来源: 2025-08-29 14:02:34 [博客] [旧帖] [给我悄悄话] 本文已被阅读:

 

Three Approaches to AI Photo Generation

 

 

As AI image tools become more powerful, creators face a common challenge: how to generate realistic photos while maintaining character consistency across multiple scenes. Broadly speaking, three approaches have emerged.

 

1. Plain Text-to-Image Prompting

The simplest method is to describe in words how the characters and background should look. A few lines of text can summon entire worlds: hair color, clothing, setting, mood. This works well for one-off illustrations or when variety is more important than continuity. The weakness, however, is consistency. Characters rarely look exactly the same from one image to the next, unless they are stylized into a cartoon-like form. For projects that demand realism, this approach can be frustrating.

 

2. Reference-Based Editing

A stronger method begins with an actual photo—real or AI-generated—and then instructs the AI to alter facial features, body shape, or other details until the desired look is achieved. This altered image becomes the anchor. From there, the AI can place the same face and body into new scenarios, giving a much more stable sense of character continuity. This method is especially useful for storytelling projects, though it requires more setup and careful anchoring to avoid drift.

 

3. Custom Character Training

For professional use or large-scale projects, creators often go further by training the AI on a curated set of reference images. This produces a custom “character token” that can be invoked in any prompt, reliably reproducing the same individual across countless settings.

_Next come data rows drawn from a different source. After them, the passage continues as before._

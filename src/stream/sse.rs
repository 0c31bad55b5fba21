use std::io::{BufRead, BufReader};
use std::sync::mpsc::Sender;
use std::thread;
use std::time::Duration;

use tracing::{debug, info, warn};

use super::{FeedEvent, Subscription, SubscriptionHandle};
use crate::api::{join_url, paths};
use crate::error::StreamError;
use crate::session::Session;

/// Incremental `text/event-stream` decoder; yields one string per event
#[derive(Debug, Default)]
pub(crate) struct SseDecoder {
    data: Vec<String>,
}

impl SseDecoder {
    pub(crate) fn push_line(&mut self, line: &str) -> Option<String> {
        let line = line.strip_suffix('\r').unwrap_or(line);
        if line.is_empty() {
            return self.dispatch();
        }
        if line.starts_with(':') {
            return None;
        }
        let (field, value) = match line.split_once(':') {
            Some((field, value)) => (field, value.strip_prefix(' ').unwrap_or(value)),
            None => (line, ""),
        };
        if field == "data" {
            self.data.push(value.to_string());
        }
        None
    }

    /// True while `data:` lines are buffered without their closing blank line
    pub(crate) fn has_pending(&self) -> bool {
        !self.data.is_empty()
    }

    fn dispatch(&mut self) -> Option<String> {
        if self.data.is_empty() {
            return None;
        }
        let event = self.data.join("\n");
        self.data.clear();
        Some(event)
    }
}

/// Server-Sent Events feed over a dedicated reader thread
pub(crate) struct SseSubscription {
    agent: ureq::Agent,
    base_url: String,
}

impl SseSubscription {
    pub(crate) fn new(base_url: &str, connect_timeout: Duration) -> Self {
        // No global timeout: the response body is open for the whole session
        let agent: ureq::Agent = ureq::Agent::config_builder()
            .timeout_connect(Some(connect_timeout))
            .http_status_as_error(false)
            .build()
            .into();
        SseSubscription {
            agent,
            base_url: base_url.to_string(),
        }
    }
}

impl Subscription for SseSubscription {
    fn subscribe(&self, session: &Session, sink: Sender<FeedEvent>) -> SubscriptionHandle {
        let handle = SubscriptionHandle::new();
        let feed = handle.clone();
        let agent = self.agent.clone();
        let url = join_url(&self.base_url, paths::stream());
        let session = session.clone();

        thread::spawn(move || {
            let outcome = read_feed(&agent, &url, &session, &sink, &feed);
            feed.mark_closed();
            match outcome {
                Err(e) if !feed.is_cancelled() => {
                    warn!(url = %url, error = %e, "notification stream dropped");
                    let _ = sink.send(FeedEvent::Failed(e));
                }
                _ => debug!(url = %url, "notification stream closed"),
            }
        });

        handle
    }
}

fn read_feed(
    agent: &ureq::Agent,
    url: &str,
    session: &Session,
    sink: &Sender<FeedEvent>,
    feed: &SubscriptionHandle,
) -> Result<(), StreamError> {
    let response = agent
        .get(url)
        .query("npp", &session.npp)
        .query("token", &session.token)
        .header("Accept", "text/event-stream")
        .call()
        .map_err(|e| StreamError::Connect(e.to_string()))?;

    let status = response.status();
    if !status.is_success() {
        return Err(StreamError::Rejected(status.as_u16()));
    }
    info!(npp = %session.npp, "notification stream open");

    let reader = BufReader::new(response.into_body().into_reader());
    let mut decoder = SseDecoder::default();
    for line in reader.lines() {
        if feed.is_cancelled() {
            return Ok(());
        }
        let line = line.map_err(|e| StreamError::Read(e.to_string()))?;
        if let Some(event) = decoder.push_line(&line)
            && sink.send(FeedEvent::Message(event)).is_err()
        {
            // Receiver gone, nobody is listening any more
            return Ok(());
        }
    }
    // An event is only complete at its blank line; a cut-off one is discarded
    if decoder.has_pending() {
        debug!(url = %url, "dropping unterminated event at end of stream");
    }
    Err(StreamError::Read("server closed the stream".to_string()))
}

It combines the flexibility of text prompts with the stability of an anchor image, though it requires technical setup and more data than casual users typically provide.

 

Taken together, these approaches form a spectrum: from quick creativity with text, to careful editing for realism, to custom models for long-term consistency. Which method works best depends on the goal—but all three show how AI image generation is evolving from novelty into a serious creative tool.